Later, when mentioning this interview to Knight, he chuckles.
“Whoever thought Greenpeace was radical?” he retorted. “I’ll introduce you to some real radical people, Tucker.”
Unlike in his TV interview, Knight wasn’t wearing anything at all when I met him. I’d contacted him for an interview just days after reading a Guardian article about his involvement with the Voluntary Human Extinction Movement (VHEMT), but was given a narrow window to make his acquaintance.
“My time is pretty full these days,” he wrote back, “but if you want to meet at Cathedral Park tomorrow evening, I’ll be hanging out with a few thousand other naked beach apes, getting ready to ride the most efficient form of human transportation ever invented.”
I found my way to him just under an hour before the World Naked Bike Ride departed from the park. I drove there.

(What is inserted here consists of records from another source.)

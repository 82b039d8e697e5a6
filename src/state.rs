// SPDX-License-Identifier: AGPL-3.0-or-later
//
// Copyright (C) 2026 Relational Network

use std::sync::Arc;

use crate::{
    auth::{InvalidToken, TokenClaims, TokenVerifier},
    flows::AuthFlows,
};

#[derive(Clone)]
pub struct AppState {
    pub flows: Arc<AuthFlows>,
    pub verifier: TokenVerifier,
    /// Expected `iss` of user tokens
    pub issuer: String,
}

impl AppState {
    pub fn new(flows: AuthFlows, verifier: TokenVerifier, issuer: impl Into<String>) -> Self {
        Self {
            flows: Arc::new(flows),
            verifier,
            issuer: issuer.into(),
        }
    }

    /// Verify a user pool token issued to this app client.
    pub async fn verify_token(&self, token: &str) -> Result<TokenClaims, InvalidToken> {
        self.verifier
            .verify(token, self.flows.client_id(), &self.issuer)
            .await
    }
}
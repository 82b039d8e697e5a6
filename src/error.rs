// SPDX-License-Identifier: AGPL-3.0-or-later
//
// Copyright (C) 2026 Relational Network

use axum::{
    http::StatusCode,
    response::{IntoResponse, Response},
    Json,
};
use serde_json::{json, Value};

use crate::models::ResponseStatus;

/// Handler error rendered as the standard `{status, msg, data}` envelope.
#[derive(Debug)]
pub struct ApiError {
    pub status: StatusCode,
    pub message: String,
    pub data: Value,
}

impl ApiError {
    pub fn new(status: StatusCode, message: impl Into<String>) -> Self {
        Self {
            status,
            message: message.into(),
            data: json!({}),
        }
    }

    pub fn bad_request(message: impl Into<String>) -> Self {
        Self::new(StatusCode::BAD_REQUEST, message)
    }

    pub fn unauthorized(message: impl Into<String>) -> Self {
        Self::new(StatusCode::UNAUTHORIZED, message)
    }

    /// Attach a payload to the error envelope (defaults to `{}`).
    pub fn with_data(mut self, data: Value) -> Self {
        self.data = data;
        self
    }
}

impl IntoResponse for ApiError {
    fn into_response(self) -> Response {
        let body = Json(json!({
            "status": ResponseStatus::Error,
            "msg": self.message,
            "data": self.data,
        }));
        (self.status, body).into_response()
    }
}
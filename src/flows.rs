// SPDX-License-Identifier: AGPL-3.0-or-later
//
// Copyright (C) 2026 Relational Network

//! User authentication flows.
//!
//! Each flow derives the secret hash where the user pool requires one, makes
//! a single provider call and normalizes the result. Any provider error
//! becomes an [`AuthFailure`] carrying the provider's message.
//!
//! Tokens returned by [`AuthFlows::authenticate`] are not verified here;
//! callers that need claims pass the ID token to `TokenVerifier`.

use std::{fmt, sync::Arc};

use tracing::{info, instrument, warn};

use crate::{
    auth::{secret_hash, SecretHash},
    providers::{
        ConfirmSignUpRequest, IdentityProvider, PasswordAuthRequest, ProviderError,
        RefreshTokenAuthRequest, SignIn, SignUpRequest, SignUpResult, TokenBundle, UserAttribute,
    },
};

/// App client the flows authenticate as.
#[derive(Clone)]
pub struct ClientCredentials {
    pub client_id: String,
    pub client_secret: String,
}

impl fmt::Debug for ClientCredentials {
    fn fmt(&self, f: &mut fmt::Formatter<'_>) -> fmt::Result {
        f.debug_struct("ClientCredentials")
            .field("client_id", &self.client_id)
            .field("client_secret", &"<redacted>")
            .finish()
    }
}

/// A flow that did not succeed.
#[derive(Debug, Clone, PartialEq, Eq, thiserror::Error)]
#[error("{message}")]
pub struct AuthFailure {
    pub message: String,
}

impl AuthFailure {
    pub fn new(message: impl Into<String>) -> Self {
        Self {
            message: message.into(),
        }
    }
}

impl From<ProviderError> for AuthFailure {
    fn from(err: ProviderError) -> Self {
        match &err {
            ProviderError::Rejected { code, .. } => info!(%code, "Provider rejected request"),
            other => warn!(error = %other, "Provider call failed"),
        }
        AuthFailure::new(err.to_string())
    }
}

pub type AuthOutcome<T> = Result<T, AuthFailure>;

/// Registration details for a new user.
pub struct NewUser<'a> {
    pub username: &'a str,
    pub password: &'a str,
    pub email: &'a str,
    pub name: &'a str,
}

#[derive(Clone)]
pub struct AuthFlows {
    provider: Arc<dyn IdentityProvider>,
    client: ClientCredentials,
}

impl AuthFlows {
    pub fn new(provider: Arc<dyn IdentityProvider>, client: ClientCredentials) -> Self {
        Self { provider, client }
    }

    pub fn client_id(&self) -> &str {
        &self.client.client_id
    }

    /// Log in with username and password.
    #[instrument(skip(self, password))]
    pub async fn authenticate(&self, username: &str, password: &str) -> AuthOutcome<SignIn> {
        let secret_hash = self.secret_hash(username);
        let result = self
            .provider
            .password_auth(PasswordAuthRequest {
                client_id: &self.client.client_id,
                username,
                password,
                secret_hash: &secret_hash,
            })
            .await?;

        if let SignIn::Challenge(challenge) = &result {
            info!(challenge = %challenge.challenge_name, "Login requires a further step");
        }
        Ok(result)
    }

    /// Register a user; `email` and `name` become user attributes.
    #[instrument(skip_all, fields(username = %user.username))]
    pub async fn sign_up(&self, user: NewUser<'_>) -> AuthOutcome<SignUpResult> {
        let secret_hash = self.secret_hash(user.username);
        let result = self
            .provider
            .sign_up(SignUpRequest {
                client_id: &self.client.client_id,
                username: user.username,
                password: user.password,
                secret_hash: &secret_hash,
                user_attributes: vec![
                    UserAttribute::new("email", user.email),
                    UserAttribute::new("name", user.name),
                ],
            })
            .await?;

        info!(user_confirmed = result.user_confirmed, "User registered");
        Ok(result)
    }

    /// Confirm a registration with the code the user received.
    #[instrument(skip(self, confirmation_code, session))]
    pub async fn confirm_sign_up(
        &self,
        username: &str,
        confirmation_code: &str,
        session: Option<&str>,
    ) -> AuthOutcome<()> {
        let secret_hash = self.secret_hash(username);
        self.provider
            .confirm_sign_up(ConfirmSignUpRequest {
                client_id: &self.client.client_id,
                username,
                confirmation_code,
                secret_hash: &secret_hash,
                session,
            })
            .await?;
        Ok(())
    }

    /// Exchange a refresh token for fresh tokens.
    ///
    /// The provider does not reissue the refresh token, so the returned bundle
    /// carries the submitted one. `IdToken` is always present, empty when the
    /// provider omits it.
    #[instrument(skip(self, refresh_token))]
    pub async fn refresh(&self, username: &str, refresh_token: &str) -> AuthOutcome<TokenBundle> {
        let secret_hash = self.secret_hash(username);
        let result = self
            .provider
            .refresh_token_auth(RefreshTokenAuthRequest {
                client_id: &self.client.client_id,
                username,
                refresh_token,
                secret_hash: &secret_hash,
            })
            .await?;

        match result {
            SignIn::Authenticated(tokens) => Ok(TokenBundle {
                id_token: Some(tokens.id_token.unwrap_or_default()),
                refresh_token: Some(refresh_token.to_string()),
                ..tokens
            }),
            SignIn::Challenge(challenge) => {
                warn!(challenge = %challenge.challenge_name, "Refresh answered with a challenge");
                Err(AuthFailure::new(format!(
                    "Token refresh requires {}",
                    challenge.challenge_name
                )))
            }
        }
    }

    /// Start the administrative password reset for a user.
    #[instrument(skip(self))]
    pub async fn reset_password(&self, username: &str) -> AuthOutcome<()> {
        self.provider.admin_reset_password(username).await?;
        info!("Password reset started");
        Ok(())
    }

    fn secret_hash(&self, username: &str) -> SecretHash {
        secret_hash::derive(username, &self.client.client_id, &self.client.client_secret)
    }
}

VHEMT (pronounced “vehement”) has no official founder, Knight explained, but I gather he’s the movement’s most active and persistent renegade. Since 1991, he’s written and circulated its newsletter; he oversees its website and runs the informational booths; he appears for interviews. Knight is, in essence, the mouthpiece for a humanitarian cause that’s promoting the end of the human species, so he fields a lot of questions. Less of an organization and more of an ideology, VHEMT aims to peacefully root out the planet’s crises by convincing people to no longer procreate.